▶ **The task**: When a line of the records below contains the string "scored", copy that whole line.

▶ **Records for this exercise**:
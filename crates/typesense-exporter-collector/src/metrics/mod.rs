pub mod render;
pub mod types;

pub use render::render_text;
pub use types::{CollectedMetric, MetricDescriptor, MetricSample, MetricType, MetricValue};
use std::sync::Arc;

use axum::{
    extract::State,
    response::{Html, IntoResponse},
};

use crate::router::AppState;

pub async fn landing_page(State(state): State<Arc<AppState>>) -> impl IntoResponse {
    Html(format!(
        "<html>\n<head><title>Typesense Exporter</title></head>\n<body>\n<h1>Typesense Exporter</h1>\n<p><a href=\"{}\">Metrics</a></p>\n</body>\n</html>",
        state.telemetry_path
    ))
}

---

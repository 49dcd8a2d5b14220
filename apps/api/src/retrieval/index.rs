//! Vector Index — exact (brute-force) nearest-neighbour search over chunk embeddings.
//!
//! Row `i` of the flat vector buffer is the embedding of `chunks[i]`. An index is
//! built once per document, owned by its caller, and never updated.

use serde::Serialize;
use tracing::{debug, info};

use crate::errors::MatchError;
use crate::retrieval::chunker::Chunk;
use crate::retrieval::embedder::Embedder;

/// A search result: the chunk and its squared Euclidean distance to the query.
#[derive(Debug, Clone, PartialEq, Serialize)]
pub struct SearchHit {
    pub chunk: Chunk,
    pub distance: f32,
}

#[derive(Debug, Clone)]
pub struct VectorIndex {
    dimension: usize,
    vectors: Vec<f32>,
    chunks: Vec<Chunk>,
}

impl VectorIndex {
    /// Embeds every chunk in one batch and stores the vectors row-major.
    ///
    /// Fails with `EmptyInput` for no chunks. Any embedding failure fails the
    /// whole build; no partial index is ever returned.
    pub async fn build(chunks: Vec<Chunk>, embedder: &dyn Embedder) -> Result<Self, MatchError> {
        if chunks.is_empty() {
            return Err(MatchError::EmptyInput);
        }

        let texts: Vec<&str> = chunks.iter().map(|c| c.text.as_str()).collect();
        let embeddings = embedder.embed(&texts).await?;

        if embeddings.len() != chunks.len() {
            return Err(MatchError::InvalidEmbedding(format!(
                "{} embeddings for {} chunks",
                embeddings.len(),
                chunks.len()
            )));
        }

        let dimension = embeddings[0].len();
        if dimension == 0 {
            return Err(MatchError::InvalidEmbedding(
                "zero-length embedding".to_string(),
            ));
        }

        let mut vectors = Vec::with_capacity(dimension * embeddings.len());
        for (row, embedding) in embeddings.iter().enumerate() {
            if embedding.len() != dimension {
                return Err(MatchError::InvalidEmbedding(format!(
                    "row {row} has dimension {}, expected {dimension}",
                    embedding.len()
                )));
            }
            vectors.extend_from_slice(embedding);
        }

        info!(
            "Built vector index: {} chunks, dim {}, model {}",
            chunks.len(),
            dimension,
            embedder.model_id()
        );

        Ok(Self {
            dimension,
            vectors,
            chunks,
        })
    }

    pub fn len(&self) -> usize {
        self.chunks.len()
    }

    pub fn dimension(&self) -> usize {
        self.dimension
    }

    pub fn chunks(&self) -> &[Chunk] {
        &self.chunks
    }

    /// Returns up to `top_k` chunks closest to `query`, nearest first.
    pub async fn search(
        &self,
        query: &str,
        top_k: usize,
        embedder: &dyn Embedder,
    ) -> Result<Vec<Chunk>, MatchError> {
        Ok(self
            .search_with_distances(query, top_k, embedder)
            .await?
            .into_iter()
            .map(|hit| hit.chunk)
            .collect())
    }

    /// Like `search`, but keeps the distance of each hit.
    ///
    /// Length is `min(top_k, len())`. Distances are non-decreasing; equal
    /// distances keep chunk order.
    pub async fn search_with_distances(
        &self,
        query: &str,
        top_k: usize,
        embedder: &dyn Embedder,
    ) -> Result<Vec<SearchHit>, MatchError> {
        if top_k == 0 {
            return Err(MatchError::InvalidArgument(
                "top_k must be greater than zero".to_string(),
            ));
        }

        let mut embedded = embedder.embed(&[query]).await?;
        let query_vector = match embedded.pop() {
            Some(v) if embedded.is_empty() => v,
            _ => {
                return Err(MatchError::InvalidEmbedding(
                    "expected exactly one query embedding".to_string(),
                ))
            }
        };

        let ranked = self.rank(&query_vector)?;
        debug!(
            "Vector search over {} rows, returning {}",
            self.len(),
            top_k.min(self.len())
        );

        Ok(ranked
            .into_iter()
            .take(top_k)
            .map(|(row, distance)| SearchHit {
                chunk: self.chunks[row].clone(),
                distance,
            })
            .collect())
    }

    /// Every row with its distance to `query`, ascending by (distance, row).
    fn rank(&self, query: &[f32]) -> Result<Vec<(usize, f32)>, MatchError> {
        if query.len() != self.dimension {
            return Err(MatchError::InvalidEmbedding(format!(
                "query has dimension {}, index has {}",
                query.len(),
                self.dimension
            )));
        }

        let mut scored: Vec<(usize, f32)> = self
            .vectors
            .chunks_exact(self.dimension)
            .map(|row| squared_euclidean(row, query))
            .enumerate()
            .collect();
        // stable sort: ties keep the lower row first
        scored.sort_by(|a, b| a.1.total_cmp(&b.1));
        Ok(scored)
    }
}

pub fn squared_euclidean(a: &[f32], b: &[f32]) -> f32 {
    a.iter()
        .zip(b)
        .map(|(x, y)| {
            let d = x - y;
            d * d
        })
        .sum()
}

▶ **Solved exercise**:
        let mut scored: Vec<(usize, f32)> = self
        scored.sort_by(|a, b| a.1.total_cmp(&b.1));
        Ok(scored)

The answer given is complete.